A desigualdade de rendimentos do trabalho por cor ou raça ocorreu com intensidades distintas nas grandes regiões, mas foi observada tanto nas unidades da federação que apresentaram menores rendimentos médios – Piauí, Maranhão e Bahia – quanto nas que registraram rendimentos mais elevados – Distrito Federal, São Paulo e Rio de Janeiro.
MERCADO DE TRABALHO
Em 2021, a taxa de desocupação foi de 13,7% para pessoas brancas, contra 14,2% para pessoas pretas ou pardas. Em relação à taxa de subutilização, as pessoas brancas registraram 36,0%, contra 37,6% para pretas ou pardas.
A taxa, que representa a proporção de pessoas desocupadas sobre a força de trabalho e a taxa de subutilização, das pessoas brancas foi inferior às taxas dos outros dois grupos populacionais analisados. Em quase todos os anos estudados, a desocupação e a subutilização foram sistematicamente inferiores para as pessoas de cor ou raça branca no Ceará.
Segundo o instituto, a informalidade no mercado de trabalho está associada, muitas vezes, ao trabalho precário e/ou à ausência de proteção social, que limita o acesso a direitos básicos, como a remuneração pelo salário mínimo e o direito à aposentadoria. As diferenças entre os grupos de cor ou raça, no entanto, continuaram. Enquanto 52,8% das pessoas ocupadas brancas estavam em ocupações informais, entre as pretas ou pardas esse percentual atingiu 56,7%, em 2021.
A maior informalidade entre pessoas de cor ou raça preta ou parda, em relação às brancas, foi verificada ao longo de toda a série. As Regiões Norte e Nordeste apresentaram os resultados mais elevados, notadamente entre as pessoas pretas ou pardas, cujas proporções, em 2021, situaram-se próximas a 60%.
LINHAS DE POBREZA
A análise das linhas de pobreza monetária, propostas pelo Banco Mundial (World Bank), reforçam o quadro de maior vulnerabilidade da população preta e parda, que apresentou percentual de pobres superior ao verificado para a população de cor ou raça branca.

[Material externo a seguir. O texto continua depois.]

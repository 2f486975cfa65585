//! Tailwind CSS color catalog.
//!
//! The upstream palette tables of the three supported Tailwind generations are
//! embedded in the binary at compile time. Each table is filtered once against
//! its version's omission set (aliases such as `current` or `transparent`, the
//! plain `black`/`white` entries, and deprecated family names) and then cached
//! for the rest of the process.
//!
//! Family order and shade order follow the upstream declaration order exactly.

use crate::models::PaletteVersion;
use anyhow::{Context, Result};
use serde::Serialize;
use serde_json::{Map, Value};
use std::sync::OnceLock;

/// Families dropped from the v1 table.
const OMIT_V1: &[&str] = &["current", "transparent", "black", "white"];

/// Families dropped from the v2 table.
const OMIT_V2: &[&str] = &["inherit", "current", "transparent", "black", "white"];

/// Families dropped from the v3 table, including the deprecated aliases.
const OMIT_V3: &[&str] = &[
    "inherit",
    "current",
    "transparent",
    "black",
    "white",
    "lightBlue",
    "warmGray",
    "trueGray",
    "coolGray",
    "blueGray",
];

/// A single shade of a color family.
#[derive(Debug, Clone, PartialEq, Eq, Serialize)]
pub struct Shade {
    /// Shade label as declared upstream (e.g. "50", "500", "950").
    pub label: String,
    /// Hex color code (e.g. "#3b82f6").
    pub hex: String,
}

/// A named color family with its shades in upstream order.
#[derive(Debug, Clone, PartialEq, Eq, Serialize)]
pub struct Family {
    /// Family name (e.g. "blue", "slate").
    pub name: String,
    /// Shades from lightest to darkest.
    pub shades: Vec<Shade>,
}

impl Family {
    /// Looks up a shade by its label.
    #[must_use]
    pub fn shade(&self, label: &str) -> Option<&Shade> {
        self.shades.iter().find(|shade| shade.label == label)
    }

    /// Get the number of shades.
    #[must_use]
    pub fn shade_count(&self) -> usize {
        self.shades.len()
    }
}

/// The color catalog of one palette version, omissions already applied.
#[derive(Debug, Clone, PartialEq, Eq)]
pub struct Catalog {
    version: PaletteVersion,
    families: Vec<Family>,
}

impl Catalog {
    /// Returns the catalog for a palette version.
    ///
    /// The catalog is built on first access and shared afterwards; repeated
    /// calls return the same immutable value.
    pub fn load(version: PaletteVersion) -> &'static Self {
        static V1: OnceLock<Catalog> = OnceLock::new();
        static V2: OnceLock<Catalog> = OnceLock::new();
        static V3: OnceLock<Catalog> = OnceLock::new();

        let cell = match version {
            PaletteVersion::V1 => &V1,
            PaletteVersion::V2 => &V2,
            PaletteVersion::V3 => &V3,
        };

        cell.get_or_init(|| Self::build(version))
    }

    /// Builds a catalog from the embedded upstream table.
    fn build(version: PaletteVersion) -> Self {
        match Self::from_table(version, upstream_table(version)) {
            Ok(catalog) => {
                tracing::debug!(
                    "Loaded {} catalog: {} families",
                    version,
                    catalog.families.len()
                );
                catalog
            }
            Err(e) => {
                tracing::error!("Embedded {version} palette table is invalid: {e:#}");
                Self {
                    version,
                    families: Vec::new(),
                }
            }
        }
    }

    /// Parses an upstream palette table and drops the version's omitted families.
    ///
    /// The table is a JSON object of family name to either a shade object
    /// (`{"50": "#f8fafc", ...}`) or a plain string for single-value entries
    /// such as `black`. Every family that survives the omission filter must be
    /// a shade object.
    ///
    /// # Errors
    ///
    /// Returns an error if the JSON is malformed or a kept family is not a
    /// table of string shades.
    pub fn from_table(version: PaletteVersion, json: &str) -> Result<Self> {
        let table: Map<String, Value> = serde_json::from_str(json)
            .context(format!("Failed to parse {version} palette table"))?;

        let omitted = Self::omitted(version);
        let mut families = Vec::with_capacity(table.len());

        for (name, entry) in table {
            if omitted.contains(&name.as_str()) {
                continue;
            }

            let Value::Object(shade_table) = entry else {
                anyhow::bail!("Family '{name}' in {version} palette table is not a shade table");
            };

            let shades = shade_table
                .into_iter()
                .map(|(label, hex)| match hex {
                    Value::String(hex) => Ok(Shade { label, hex }),
                    other => anyhow::bail!(
                        "Shade '{name}-{label}' in {version} palette table is not a string: {other}"
                    ),
                })
                .collect::<Result<Vec<_>>>()?;

            families.push(Family { name, shades });
        }

        Ok(Self { version, families })
    }

    /// The family names removed from a version's upstream table.
    #[must_use]
    pub const fn omitted(version: PaletteVersion) -> &'static [&'static str] {
        match version {
            PaletteVersion::V1 => OMIT_V1,
            PaletteVersion::V2 => OMIT_V2,
            PaletteVersion::V3 => OMIT_V3,
        }
    }

    /// The palette version this catalog belongs to.
    #[must_use]
    pub const fn version(&self) -> PaletteVersion {
        self.version
    }

    /// All families in upstream order.
    #[must_use]
    pub fn families(&self) -> &[Family] {
        &self.families
    }

    /// Looks up a family by name.
    #[must_use]
    pub fn family(&self, name: &str) -> Option<&Family> {
        self.families.iter().find(|family| family.name == name)
    }

    /// Looks up the hex value of `family`-`shade`.
    #[must_use]
    pub fn hex(&self, family: &str, shade: &str) -> Option<&str> {
        self.family(family)
            .and_then(|family| family.shade(shade))
            .map(|shade| shade.hex.as_str())
    }

    /// Get the number of families.
    #[must_use]
    pub fn family_count(&self) -> usize {
        self.families.len()
    }

    /// Total number of shades across all families.
    #[must_use]
    pub fn shade_count(&self) -> usize {
        self.families.iter().map(Family::shade_count).sum()
    }

    /// Nested `{family: {shade: hex}}` object in catalog order.
    #[must_use]
    pub fn to_json(&self) -> Value {
        let families = self
            .families
            .iter()
            .map(|family| {
                let shades = family
                    .shades
                    .iter()
                    .map(|shade| (shade.label.clone(), Value::String(shade.hex.clone())))
                    .collect::<Map<_, _>>();
                (family.name.clone(), Value::Object(shades))
            })
            .collect::<Map<_, _>>();

        Value::Object(families)
    }
}

/// The embedded upstream table for a version.
const fn upstream_table(version: PaletteVersion) -> &'static str {
    match version {
        PaletteVersion::V1 => include_str!("tailwind_v1.json"),
        PaletteVersion::V2 => include_str!("tailwind_v2.json"),
        PaletteVersion::V3 => include_str!("tailwind_v3.json"),
    }
}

Em 2021, no estado do Ceará, considerando a linha de US$ 5,50 diários, a taxa de pobreza das pessoas brancas era 38,8%, ao passo que entre as pessoas pretas ou pardas o percentual foi de 49,7%. Considerando a linha de US$ 1,90 diários, a diferença também foi expressiva: enquanto 12,4% das pessoas brancas tinham rendimentos abaixo da linha, 16,1% das pessoas pretas ou pardas situavam-se também abaixo.